Incidencias en Madrid y retrasos en la constitución de mesas
La principal incidencia se ha registrado en Madrid, donde varias de las 212 mesas electorales no pudieron constituirse a la hora prevista por la ausencia de sus miembros titulares y suplentes.
Según ha explicado el cónsul general, Arturo Chipoco, la situación se resolvió horas después mediante la incorporación de voluntarios entre los propios votantes o la reorganización de mesas ya operativas.
No obstante, algunos electores denunciaron que tuvieron que abandonar el recinto sin votar ante la imposibilidad de esperar, en un contexto de elevada afluencia en el pabellón habilitado en IFEMA, que acoge a más de 105.000 peruanos con derecho a voto.
Una jornada clave también en el exterior
En total, 219.545 peruanos residentes en España están llamados a participar en estas elecciones, con puntos de votación distribuidos en catorce ciudades. Además de elegir presidente y vicepresidentes, los votantes también designan senadores, diputados y representantes del Parlamento Andino, así como a sus propios representantes en el exterior.
La votación forma parte de la primera vuelta electoral, en la que concurren 35 candidaturas, y que previsiblemente desembocará en una segunda ronda el próximo 7 de junio ante la fragmentación del voto.
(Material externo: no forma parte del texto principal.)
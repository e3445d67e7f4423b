//! The response-validation and score-aggregation pipeline.
//!
//! Order of operations per request: [`normalizer`] parses raw agent text
//! once, [`scoring`] builds the 24-entry weighted score set, [`strengths`]
//! derives the exactly-5 strength list, and [`assembler`] composes the final
//! [`crate::models::response::CvAnalysis`].

pub mod assembler;
pub mod normalizer;
pub mod prompts;
pub mod scoring;
pub mod strengths;

use crate::models::response::CvAnalysis;
use normalizer::MalformedResponse;

/// Full pipeline over a raw agent response.
pub fn parse_agent_response(
    raw_text: &str,
    parsing_confidence: f64,
    cv_language: &str,
) -> Result<CvAnalysis, MalformedResponse> {
    let raw = normalizer::normalize(raw_text)?;
    Ok(assembler::assemble(raw, parsing_confidence, cv_language))
}

#[cfg(test)]
mod tests {
    use super::*;

    #[test]
    fn test_fenced_single_parameter_scenario_end_to_end() {
        let raw = "```json\n{\"parameters\":{\"certifications\":{\"score\":9}}}\n```";
        let result = parse_agent_response(raw, 0.9, "en").unwrap();

        assert_eq!(result.detailed_scores.certifications.score, 9.0);
        assert_eq!(result.detailed_scores.certifications.weight, 1.2);
        assert_eq!(result.detailed_scores.iter().count(), 24);
        let zeroed = result
            .detailed_scores
            .iter()
            .filter(|(_, p)| p.score == 0.0 && p.justification == "No data provided")
            .count();
        assert_eq!(zeroed, 23);
        assert_eq!(result.strengths.len(), 5);
    }

    #[test]
    fn test_malformed_response_propagates() {
        assert!(parse_agent_response("not json at all", 0.9, "en").is_err());
    }
}
//! Final response assembly.
//!
//! Pure composition: typed raw payload + completed score set + extraction
//! observations in, [`CvAnalysis`] out. Derived fields (total score,
//! percentile, strength list) overwrite anything the agent proposed.
//! `processing_duration_ms` is stamped by the caller once the full request
//! is done.

use chrono::Utc;

use crate::analysis::normalizer::RawAnalysis;
use crate::analysis::{scoring, strengths};
use crate::models::candidate::CandidateSummary;
use crate::models::improvement::ImprovementArea;
use crate::models::metadata::{AnalysisMetadata, ANALYSIS_VERSION};
use crate::models::recommendations::InterviewSuggestions;
use crate::models::redflag::RedFlag;
use crate::models::response::CvAnalysis;
use crate::models::strength::Strength;

pub fn assemble(raw: RawAnalysis, parsing_confidence: f64, cv_language: &str) -> CvAnalysis {
    let detailed_scores = scoring::score_parameters(&raw.parameters);
    let total_score = scoring::weighted_total(&detailed_scores);
    let percentile = scoring::percentile(total_score);

    let candidate_summary = CandidateSummary {
        name: raw.candidate.name,
        total_score,
        percentile,
        detected_role: raw.candidate.detected_role,
        seniority_level: raw.candidate.seniority_level,
        years_experience: raw.candidate.years_experience.clamped(),
    };

    let proposed: Vec<Strength> = raw
        .strengths
        .into_iter()
        .map(|s| Strength {
            area: s.area,
            description: s.description,
            score: s.score.clamp(0.0, 10.0),
            market_value: s.market_value,
        })
        .collect();
    let strengths = strengths::select(proposed, &detailed_scores);

    let improvement_areas = raw
        .improvement_areas
        .into_iter()
        .map(|a| ImprovementArea {
            area: a.area,
            current_score: a.current_score.clamp(0.0, 10.0),
            gap_description: a.gap_description,
            recommendations: a.recommendations,
            priority: a.priority,
        })
        .collect();

    let red_flags = raw
        .red_flags
        .into_iter()
        .map(|f| RedFlag {
            flag_type: f.flag_type,
            severity: f.severity,
            description: f.description,
            impact: f.impact,
        })
        .collect();

    let interview_suggestions = InterviewSuggestions {
        technical_questions: raw.interview_questions.technical,
        scenario_questions: raw.interview_questions.scenario,
        verification_questions: raw.interview_questions.verification,
    };

    CvAnalysis {
        analysis_metadata: AnalysisMetadata {
            timestamp: Utc::now(),
            parsing_confidence,
            cv_language: cv_language.to_string(),
            analysis_version: ANALYSIS_VERSION.to_string(),
            processing_duration_ms: 0,
        },
        candidate_summary,
        detailed_scores,
        strengths,
        improvement_areas,
        red_flags,
        recommendations: raw.recommendations,
        interview_suggestions,
    }
}
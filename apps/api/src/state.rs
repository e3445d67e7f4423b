use std::sync::Arc;
use std::time::Instant;

use tokio::sync::Semaphore;

use crate::agent::AgentClient;
use crate::config::Config;

/// Shared application state injected into all route handlers via Axum extractors.
///
/// The only mutable state crossing requests is the admission semaphore;
/// everything else is read-only after startup.
#[derive(Clone)]
pub struct AppState {
    pub config: Config,
    /// Pluggable upstream transport. Default: `AnthropicAgentClient`.
    pub agent: Arc<dyn AgentClient>,
    /// Bounded request admission. Full semaphore means immediate rejection
    /// with a retry hint, never queuing.
    pub admission: Arc<Semaphore>,
    /// Process start, for `/health` uptime reporting.
    pub started_at: Instant,
}
//! X-API-Key authentication.

use axum::http::HeaderMap;
use tracing::{debug, warn};

use crate::config::Config;
use crate::errors::AppError;

/// Validates the X-API-Key header against the configured key set.
/// Exact, case-sensitive string match.
pub fn validate_api_key(headers: &HeaderMap, config: &Config) -> Result<(), AppError> {
    let key = match headers.get("x-api-key").and_then(|v| v.to_str().ok()) {
        Some(k) => k,
        None => {
            warn!("missing api key in request");
            return Err(AppError::Unauthorized(
                "Missing API key. Provide X-API-Key header.".to_string(),
            ));
        }
    };

    if key.trim().is_empty() || !config.api_keys.iter().any(|valid| valid == key) {
        warn!(key_preview = key_preview(key), "invalid api key attempt");
        return Err(AppError::Unauthorized("Invalid API key".to_string()));
    }

    debug!(api_key_id = key_preview(key), "api key validated");
    Ok(())
}

/// Safe identifier for logging: first 8 characters only, never the full key.
fn key_preview(key: &str) -> &str {
    key.get(..8).unwrap_or(key)
}

#[cfg(test)]
mod tests {
    use super::*;
    use axum::http::HeaderValue;

    fn headers_with_key(key: &str) -> HeaderMap {
        let mut headers = HeaderMap::new();
        headers.insert("x-api-key", HeaderValue::from_str(key).unwrap());
        headers
    }

    #[test]
    fn test_valid_key_passes() {
        let config = Config::for_tests();
        let headers = headers_with_key("test-key-0123456789abcdef");
        assert!(validate_api_key(&headers, &config).is_ok());
    }

    #[test]
    fn test_missing_key_rejected() {
        let config = Config::for_tests();
        let result = validate_api_key(&HeaderMap::new(), &config);
        assert!(matches!(result, Err(AppError::Unauthorized(_))));
    }

    #[test]
    fn test_wrong_key_rejected() {
        let config = Config::for_tests();
        let headers = headers_with_key("not-the-right-key-at-all");
        assert!(validate_api_key(&headers, &config).is_err());
    }

    #[test]
    fn test_match_is_case_sensitive() {
        let config = Config::for_tests();
        let headers = headers_with_key("TEST-KEY-0123456789ABCDEF");
        assert!(validate_api_key(&headers, &config).is_err());
    }

    #[test]
    fn test_empty_key_rejected() {
        let config = Config::for_tests();
        let headers = headers_with_key("");
        assert!(validate_api_key(&headers, &config).is_err());
    }

    #[test]
    fn test_key_preview_truncates() {
        assert_eq!(key_preview("abcdefghij"), "abcdefgh");
        assert_eq!(key_preview("abc"), "abc");
    }
}
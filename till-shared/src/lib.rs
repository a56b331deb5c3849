pub mod models;

pub use models::catalog::{Customer, CustomerSpec, Item, ItemSpec};
pub use models::order::{OrderDraft, OrderView};
use std::sync::Arc;
use till_core::repository::{CustomerRepository, ItemRepository, OrderRepository};

#[derive(Clone)]
pub struct AppState {
    pub orders: Arc<dyn OrderRepository>,
    pub items: Arc<dyn ItemRepository>,
    pub customers: Arc<dyn CustomerRepository>,
}
use async_trait::async_trait;

use crate::error::RepositoryError;
use till_shared::models::catalog::{Customer, CustomerSpec, Item, ItemSpec};
use till_shared::models::order::{OrderDraft, OrderView};

/// Repository trait for order aggregate access.
///
/// Each method runs in its own transaction scope; create and replace are
/// all-or-nothing across the header and every line. The returned view is
/// re-read from committed state.
#[async_trait]
pub trait OrderRepository: Send + Sync {
    /// Resolve the customer and items, then write the header and one line
    /// per item description, in input order.
    async fn create_order(&self, draft: &OrderDraft) -> Result<OrderView, RepositoryError>;

    async fn get_order(&self, id: i64) -> Result<OrderView, RepositoryError>;

    /// Full-replace semantics: new customer association, new notes, and the
    /// complete new line set. The creation timestamp is never modified.
    async fn replace_order(&self, id: i64, draft: &OrderDraft)
        -> Result<OrderView, RepositoryError>;

    /// Delete the order's lines and header together.
    async fn delete_order(&self, id: i64) -> Result<(), RepositoryError>;
}

/// Repository trait for single-row item access
#[async_trait]
pub trait ItemRepository: Send + Sync {
    async fn create_item(&self, spec: &ItemSpec) -> Result<Item, RepositoryError>;

    async fn get_item(&self, id: i64) -> Result<Item, RepositoryError>;

    async fn update_item(&self, id: i64, spec: &ItemSpec) -> Result<Item, RepositoryError>;

    async fn delete_item(&self, id: i64) -> Result<(), RepositoryError>;
}

/// Repository trait for single-row customer access
#[async_trait]
pub trait CustomerRepository: Send + Sync {
    async fn create_customer(&self, spec: &CustomerSpec) -> Result<Customer, RepositoryError>;

    async fn get_customer(&self, id: i64) -> Result<Customer, RepositoryError>;

    async fn update_customer(&self, id: i64, spec: &CustomerSpec)
        -> Result<Customer, RepositoryError>;

    async fn delete_customer(&self, id: i64) -> Result<(), RepositoryError>;
}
Preocupación por la inseguridad y la corrupción
Entre los votantes, la inseguridad ciudadana y la corrupción política se repiten como principales inquietudes.
Algunos residentes destacan la necesidad de participar pese a la falta de confianza en los candidatos. Otros subrayan el deterioro institucional del país y el impacto de la delincuencia como factores determinantes en su decisión de voto.
La percepción general refleja un desgaste profundo de la clase política, en línea con una década de inestabilidad marcada por cambios constantes de Gobierno y escándalos institucionales.
Participación exterior en un contexto de crisis política
La movilización de los peruanos en el exterior se enmarca en un escenario nacional de desconfianza y fragmentación, donde el voto obligatorio convive con dificultades logísticas y desafección política.
Pese a ello, la participación en España evidencia el interés de la diáspora por influir en el futuro del país, en unas elecciones llamadas a definir si Perú logra iniciar una etapa de mayor estabilidad tras años de crisis institucional.